Convolutional Neural Network for March Madness

reHOOPerate
re-HOOP*PER-rate
Published in
6 min readFeb 9, 2020

In my recent article on updating my March Madness neural network in anticipation for the 2020 college basketball tournament, I mentioned some new approaches that I will be using to fill out my bracket this year. One of these is MetaNet, which I’m primarily using to determine bet sizing on specific NCAA tournament games. In this article, I’ll be discussing a convolutional neural network that I’m using for picking March Madness upsets. I’m calling this neural network “BoxNet”.

Why BoxNet? Because it’s using the much maligned box score. In our current era of advanced analytics, the box score seems like a quant and antiquated call-back to a bygone era. Daryl Morey, Houston Rockets manager and rock star of the analytics revolution, even went so far as to suggest that whoever first invented the box score should be shot. As an obvious fan of sports analytics, I was inclined to agree, until I read something interesting last summer that made me think perhaps the box score could still be of use.

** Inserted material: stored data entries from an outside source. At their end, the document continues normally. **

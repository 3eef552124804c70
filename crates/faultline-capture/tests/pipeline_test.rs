//! Capture pipeline behavior: scope merge, filtering, caps, accounting.

use std::sync::Arc;

use faultline_capture::{CaptureConfig, CapturePipeline, ContextOverrides, RawEvent};
use faultline_core::{Clock, QueueConfig};
use faultline_testing::{fixtures, MockAdapter, TestEnv};

fn pipeline(env: &TestEnv) -> CapturePipeline {
    CapturePipeline::new(
        env.storage.clone(),
        env.registry.clone(),
        env.clock.clone() as Arc<dyn Clock>,
        CaptureConfig::default(),
    )
}

#[tokio::test]
async fn capture_merges_ambient_scope() {
    let env = TestEnv::new();
    let pipeline = pipeline(&env);

    pipeline.set_user(Some(fixtures::user("u-7", "grace@example.com"))).await;
    pipeline.set_tag("release", "2.0.1").await;
    pipeline.add_breadcrumb(fixtures::breadcrumb("http", "GET /health")).await;

    let captured = pipeline
        .capture(RawEvent::message("disk full"), ContextOverrides::default())
        .await
        .expect("record should be enqueued");

    assert_eq!(captured.user.as_ref().and_then(|u| u.id.as_deref()), Some("u-7"));
    assert_eq!(captured.tags.get("release").map(String::as_str), Some("2.0.1"));
    assert_eq!(captured.breadcrumbs.len(), 1);

    assert_eq!(env.storage.metrics.snapshot().await.total_errors, 1);
    assert_eq!(env.storage.queue.stats().await.item_count, 1);
}

#[tokio::test]
async fn capture_without_active_adapter_uses_default_lane() {
    let env = TestEnv::new();
    let pipeline = pipeline(&env);

    pipeline.capture(RawEvent::message("early boot failure"), ContextOverrides::default()).await;

    let items = env.storage.queue.dequeue_batch(None, 10).await;
    assert_eq!(items.len(), 1);
    assert_eq!(items[0].provider.as_str(), "console");
}

#[tokio::test]
async fn capture_tags_items_with_current_provider() {
    let env = TestEnv::new();
    env.install_adapter("raygun", MockAdapter::new()).await.expect("activation should succeed");
    let pipeline = pipeline(&env);

    pipeline.capture(RawEvent::message("boom"), ContextOverrides::default()).await;

    let items = env.storage.queue.dequeue_batch(None, 10).await;
    assert_eq!(items[0].provider.as_str(), "raygun");
}

#[tokio::test]
async fn filter_veto_moves_no_counters() {
    let env = TestEnv::new();
    let adapter = MockAdapter::new();
    env.install_adapter("p", adapter.clone()).await.expect("activation should succeed");
    let pipeline = pipeline(&env);
    pipeline.set_before_send(Arc::new(|_| None));

    let result = pipeline.capture(RawEvent::message("secret"), ContextOverrides::default()).await;

    assert!(result.is_none());
    assert_eq!(env.storage.queue.stats().await.item_count, 0);
    assert_eq!(adapter.send_count(), 0);

    let metrics = env.storage.metrics.snapshot().await;
    assert_eq!(metrics.total_errors, 0);
    assert_eq!(metrics.dropped_errors, 0);
}

#[tokio::test]
async fn filter_may_replace_the_record() {
    let env = TestEnv::new();
    let pipeline = pipeline(&env);
    pipeline.set_before_send(Arc::new(|mut error| {
        error.message = "[redacted]".to_string();
        Some(error)
    }));

    let captured = pipeline
        .capture(RawEvent::message("password=hunter2"), ContextOverrides::default())
        .await
        .expect("record should be enqueued");

    assert_eq!(captured.message, "[redacted]");
    let items = env.storage.queue.dequeue_batch(None, 10).await;
    assert_eq!(items[0].error.message, "[redacted]");
}

#[tokio::test]
async fn oversized_record_is_dropped_with_accounting() {
    let env = TestEnv::with_queue_config(QueueConfig { max_items: 100, max_item_bytes: 256 });
    let pipeline = pipeline(&env);

    let result = pipeline
        .capture(RawEvent::message("x".repeat(1024)), ContextOverrides::default())
        .await;

    assert!(result.is_none());
    assert_eq!(env.storage.queue.stats().await.item_count, 0);

    let metrics = env.storage.metrics.snapshot().await;
    assert_eq!(metrics.total_errors, 1);
    assert_eq!(metrics.dropped_errors, 1);
}

#[tokio::test]
async fn queue_overflow_evicts_oldest_and_counts_drop() {
    // Queue max 2: capturing E1, E2, E3 leaves [E2, E3] and one drop.
    let env = TestEnv::with_queue_config(QueueConfig { max_items: 2, ..Default::default() });
    let pipeline = pipeline(&env);

    for message in ["E1", "E2", "E3"] {
        pipeline.capture(RawEvent::message(message), ContextOverrides::default()).await;
        env.clock.advance(std::time::Duration::from_millis(1));
    }

    let items = env.storage.queue.dequeue_batch(None, 10).await;
    let messages: Vec<&str> = items.iter().map(|i| i.error.message.as_str()).collect();
    assert_eq!(messages, vec!["E2", "E3"]);

    let metrics = env.storage.metrics.snapshot().await;
    assert_eq!(metrics.total_errors, 3);
    assert_eq!(metrics.dropped_errors, 1);
}

#[tokio::test]
async fn capture_survives_persistence_failures() {
    let env = TestEnv::new();
    env.store.fail_writes(true);
    let pipeline = pipeline(&env);

    let result = pipeline
        .capture(RawEvent::message("still works"), ContextOverrides::default())
        .await;

    assert!(result.is_some());
    assert_eq!(env.storage.queue.stats().await.item_count, 1);
    assert!(env.store.write_failures() > 0);
}

#[tokio::test]
async fn overrides_take_precedence_over_scope() {
    let env = TestEnv::new();
    let pipeline = pipeline(&env);
    pipeline.set_user(Some(fixtures::user("ambient", "ambient@example.com"))).await;
    pipeline.set_tag("env", "staging").await;

    let overrides = ContextOverrides {
        user: Some(fixtures::user("override", "override@example.com")),
        tags: [("env".to_string(), "prod".to_string())].into(),
    };
    let captured = pipeline
        .capture(RawEvent::message("boom"), overrides)
        .await
        .expect("record should be enqueued");

    assert_eq!(captured.user.as_ref().and_then(|u| u.id.as_deref()), Some("override"));
    assert_eq!(captured.tags.get("env").map(String::as_str), Some("prod"));
}

#[tokio::test]
async fn scope_updates_forward_to_current_adapter() {
    let env = TestEnv::new();
    let adapter = MockAdapter::new();
    env.install_adapter("p", adapter.clone()).await.expect("activation should succeed");
    let pipeline = pipeline(&env);

    pipeline.set_user(Some(fixtures::user("u-1", "ada@example.com"))).await;
    pipeline.add_breadcrumb(fixtures::breadcrumb("nav", "/settings")).await;

    assert_eq!(adapter.contexts().len(), 1);
    assert_eq!(adapter.breadcrumbs().len(), 1);

    pipeline.reset_scope().await;
    let contexts = adapter.contexts();
    let last = contexts.last().expect("reset forwards a context");
    assert!(last.user.is_none());
    assert!(last.tags.is_empty());
}

#[tokio::test(start_paused = true)]
async fn capture_nudges_attached_engine() {
    let env = TestEnv::new();
    let adapter = MockAdapter::new();
    env.install_adapter("p", adapter.clone()).await.expect("activation should succeed");

    let mut engine = env.engine(Default::default());
    let pipeline = pipeline(&env);
    pipeline.attach_engine(engine.drain_handle());
    engine.start();

    pipeline.capture(RawEvent::message("boom"), ContextOverrides::default()).await;

    for _ in 0..100 {
        if env.storage.queue.stats().await.item_count == 0 {
            break;
        }
        tokio::time::sleep(std::time::Duration::from_millis(10)).await;
    }
    assert_eq!(adapter.send_count(), 1);

    engine.shutdown().await.expect("shutdown within timeout");
}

Example of a college basketball box score in the middle column

In the book Deep Learning and the Game of Go, the creators of Google’s AlphaGo computer program mentioned that one of the ways they trained their neural network was by encoding the state of a Go board as an image. They then used the next move made by an expert human Go player to train the computer on what the next move should be. In short, they encoded each state of a Go board over the course of the game as separate images. They then trained a convolutional neural network, which are ideally suited to machine learning for image applications (such as in applications like text recognition or self driving cars), to predict what the next move should be given the current state of the board.

Of course, when I read about how AlphaGo was encoding the state of Go boards like they were images, I immediately thought about what other data could be encoded into a regular grid-like image. Being the college basketball fan that I am, my mind naturally gravitated to the basketball box score. In short, I started wondering if certain ratios between box score totals corresponded to teams performing better or worse during March Madness. Is it better for a team to have a single dominant scorer, two (or three) primary scorers, or for the scoring load to be distributed evenly among all the players? Likewise for rebounding: is it better for a team to have a single incredible player down low who specializes in cleaning up the glass, or is it better to have a more balanced ratio of rebounding among different players? And what about the complicated relationships that are possible between these ratios? Add in the ratios of the player who leads in steals per game to the second, third, fourth best players in steals per game, likewise for the ratio of assists, blocked shots, and turnovers, and suddenly there’s a complex relationship that defies mere human consideration.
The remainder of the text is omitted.